Could it by any chance be that your wife is not suffering depression, just constant deficit of support and/or stress relief?
posted by Jurate at 11:12 PM on September 10, 2008


Previous posts are pretty old so I suppose you have handled the coaster question. Still, unless something enormous has changed, your quandary will recur, perhaps in slightly different guises.

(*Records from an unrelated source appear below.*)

//! Board of placed pieces and blocking-aware move queries.
//!
//! `Board` keeps pieces in insertion order and answers "where can this piece
//! go" by taking the piece's raw ray reach and dropping every candidate the
//! configured [`LineOfSight`] test reports as blocked.
//!
//! Pieces are looked up by the `PieceId` returned from `add`, not by square,
//! so two pieces placed on the same square stay distinct (placing them is a
//! caller error that is not checked). Lookups scan a `Vec`; with at most a few
//! dozen pieces there is no square index.
//!
//! The board holds only owned `Copy` data and is `Send + Sync`. `add` takes
//! `&mut self`, so a host sharing a board across threads wraps it in a lock.

use std::fmt;
use std::sync::atomic::{AtomicU64, Ordering};

use crate::board_location::BoardLocation;
use crate::chess_errors::{ChessErrors, ChessResult};
use crate::line_of_sight::LineOfSight;
use crate::piece_record::PieceRecord;

static NEXT_BOARD_SERIAL: AtomicU64 = AtomicU64::new(0);

/// Handle to a piece placed on a specific board.
#[derive(Debug, Clone, Copy, PartialEq, Eq, Hash)]
pub struct PieceId {
    board: u64,
    index: usize,
}

impl fmt::Display for PieceId {
    fn fmt(&self, f: &mut fmt::Formatter<'_>) -> fmt::Result {
        write!(f, "#{}", self.index)
    }
}

#[derive(Debug, Clone, Copy, Default, PartialEq, Eq)]
pub struct BoardConfig {
    pub line_of_sight: LineOfSight,
}

#[derive(Debug)]
pub struct Board {
    serial: u64,
    config: BoardConfig,
    pieces: Vec<PieceRecord>,
}

impl Default for Board {
    fn default() -> Self {
        Self::with_config(BoardConfig::default())
    }
}

impl Board {
    #[inline]
    pub fn new() -> Self {
        Self::default()
    }

    pub fn with_config(config: BoardConfig) -> Self {
        Board {
            serial: NEXT_BOARD_SERIAL.fetch_add(1, Ordering::Relaxed),
            config,
            pieces: Vec::new(),
        }
    }

    #[inline]
    pub fn config(&self) -> BoardConfig {
        self.config
    }

    /// Place a piece. The square is not checked for an existing occupant.
    pub fn add(&mut self, piece: PieceRecord) -> PieceId {
        self.pieces.push(piece);
        PieceId {
            board: self.serial,
            index: self.pieces.len() - 1,
        }
    }

    pub fn piece(&self, id: PieceId) -> ChessResult<&PieceRecord> {
        if id.board != self.serial {
            return Err(ChessErrors::UnknownPiece(id));
        }
        self.pieces.get(id.index).ok_or(ChessErrors::UnknownPiece(id))
    }

    /// Placed pieces in insertion order.
    pub fn pieces(&self) -> impl Iterator<Item = &PieceRecord> + '_ {
        self.pieces.iter()
    }

    #[inline]
    pub fn len(&self) -> usize {
        self.pieces.len()
    }

    #[inline]
    pub fn is_empty(&self) -> bool {
        self.pieces.is_empty()
    }

    /// Unblocked destinations for the piece, in the piece's candidate order.
    pub fn get_valid_locations(&self, id: PieceId) -> ChessResult<Vec<BoardLocation>> {
        let piece = self.piece(id)?;
        Ok(piece
            .candidate_locations()
            .into_iter()
            .filter(|&destination| !self.is_blocked(piece.location, destination))
            .collect())
    }

    /// `get_valid_locations` in algebraic notation.
    pub fn get_valid_moves(&self, id: PieceId) -> ChessResult<Vec<String>> {
        Ok(self
            .get_valid_locations(id)?
            .iter()
            .map(|l| l.to_string())
            .collect())
    }

    /// Whether another piece obstructs `origin -> destination` under this
    /// board's line-of-sight rule. Pieces standing on `origin` are ignored.
    pub fn is_blocked(&self, origin: BoardLocation, destination: BoardLocation) -> bool {
        self.config.line_of_sight.is_blocked(
            origin,
            destination,
            self.pieces.iter().map(|p| p.location),
        )
    }

    /// One-line summary for diagnostics.
    pub fn report(&self) -> String {
        let placed: Vec<String> = self
            .pieces
            .iter()
            .map(|p| format!("{}@{}", p.class.name(), p.location))
            .collect();
        format!(
            "pieces={} line_of_sight={} placed=[{}]",
            self.pieces.len(),
            self.config.line_of_sight.name(),
            placed.join(",")
        )
    }
}

#[cfg(test)]
mod tests {
    use super::{Board, BoardConfig};
    use crate::board_location::BoardLocation;
    use crate::chess_errors::{ChessErrors, ChessResult};
    use crate::line_of_sight::LineOfSight;
    use crate::piece_record::PieceRecord;

    fn loc(s: &str) -> BoardLocation {
        BoardLocation::parse(s).expect("test square should parse")
    }

    #[test]
    fn lone_bishop_keeps_every_candidate() -> ChessResult<()> {
        let mut board = Board::new();
        let bishop = PieceRecord::bishop(loc("C4"));
        let id = board.add(bishop);
        assert_eq!(board.get_valid_moves(id)?, bishop.valid_moves());
        assert_eq!(board.piece(id)?.location.to_string(), "C4");
        Ok(())
    }

    #[test]
    fn rook_blocked_by_bishop_on_shared_rank() -> ChessResult<()> {
        let mut board = Board::new();
        let rook = board.add(PieceRecord::rook(loc("A1")));
        board.add(PieceRecord::bishop(loc("B1")));
        let moves = board.get_valid_moves(rook)?;
        assert!(!moves.contains(&"C1".to_owned()));
        // The whole rank is lost, the file is untouched.
        assert_eq!(moves, ["A2", "A3", "A4", "A5", "A6", "A7", "A8"]);
        Ok(())
    }

    #[test]
    fn segment_mode_keeps_squares_before_the_blocker() -> ChessResult<()> {
        let mut board = Board::with_config(BoardConfig {
            line_of_sight: LineOfSight::Segment,
        });
        let rook = board.add(PieceRecord::rook(loc("A1")));
        board.add(PieceRecord::bishop(loc("D1")));
        let moves = board.get_valid_moves(rook)?;
        assert!(moves.contains(&"B1".to_owned()));
        assert!(moves.contains(&"C1".to_owned()));
        assert!(moves.contains(&"D1".to_owned()));
        assert!(!moves.contains(&"E1".to_owned()));
        assert!(!moves.contains(&"H1".to_owned()));
        Ok(())
    }

    #[test]
    fn handle_from_another_board_is_rejected() {
        let mut first = Board::new();
        let mut second = Board::new();
        first.add(PieceRecord::rook(loc("A1")));
        let foreign = second.add(PieceRecord::rook(loc("H8")));
        assert_eq!(first.get_valid_moves(foreign), Err(ChessErrors::UnknownPiece(foreign)));
        assert!(first.piece(foreign).is_err());
    }

    #[test]
    fn duplicate_square_pieces_stay_distinct() -> ChessResult<()> {
        let mut board = Board::new();
        let a = board.add(PieceRecord::rook(loc("D4")));
        let b = board.add(PieceRecord::bishop(loc("D4")));
        assert_ne!(a, b);
        assert_eq!(board.len(), 2);
        // Neither blocks the other: both stand on the origin.
        assert_eq!(board.get_valid_moves(a)?.len(), 14);
        assert_eq!(board.get_valid_moves(b)?.len(), 13);
        Ok(())
    }

    #[test]
    fn queries_are_idempotent() -> ChessResult<()> {
        let mut board = Board::new();
        let queen = board.add(PieceRecord::queen(loc("D4")));
        board.add(PieceRecord::rook(loc("F6")));
        board.add(PieceRecord::bishop(loc("B4")));
        assert_eq!(board.get_valid_moves(queen)?, board.get_valid_moves(queen)?);
        Ok(())
    }

    #[test]
    fn report_lists_pieces_and_mode() {
        let mut board = Board::new();
        assert!(board.is_empty());
        board.add(PieceRecord::rook(loc("A1")));
        board.add(PieceRecord::bishop(loc("c4")));
        assert_eq!(
            board.report(),
            "pieces=2 line_of_sight=infinite-line placed=[rook@A1,bishop@C4]"
        );
    }
}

I think you are what is called and "enabler". And you are teaching your daughter to be one too. This is not going to give Olivia a happy life any more than it's given you one. I don't know of any 12-step programs for relatives of depressives. But such programs don't have to be illness-specific to be beneficial. So I suggest you get yourself in one, I believe the AA one is called Al-Anon, and help yourself to discover your contribution to the whole family's problem. This is not to blame you, only to help you discover how your behavior is contributing to the problem. Families are whole systems and you are part of the system. A healthier, more helpful and satisfying response to your wife's episodes can shift the dynamics of the entire situation.
As you will have noticed, the same handful of responses that you use in the situation keeps producing the same results. So, it looks as if it might be time for you to learn some new responses.
Also, your wife does not want professional help. Therapy is notoriously unsuccessful with extreme depression anyway. Usually drugs are prescribed, and although it is not widely known, the available drugs are unsuccessful more often than not.
There is a book, available on Amazon called "Up Without Meds". It is a well- documented book, came out last year. It is a highly successful program for depressives. It is not a simple program and involves a change of life style. Eating foods that counter-act depression, exercising, using meaningful relationships, getting adequate sleep. In other words changing the habits that promote depression to ones that cure it. Yes, I said cure.
You mention that your wife thinks of herself as fat. Perhaps she is. That would suggest that she doesn't eat healthy foods and doesn't exercise. She may not be amenable to the program when she is in the throes of her depression, but you said she gets better for a while. So when she is on her up side, get her in to these changes. I have seen incredible success in people who have used this program. Do it with her. It is a great way to live and you don't have to be a health nut to be successful at it. It will also set a good example for your daughters, teach them a way to live that is better than the fast-food, pill-popping propaganda that surrounds us all, and give them a better chance at a happy adult life than the one they seem to be headed for.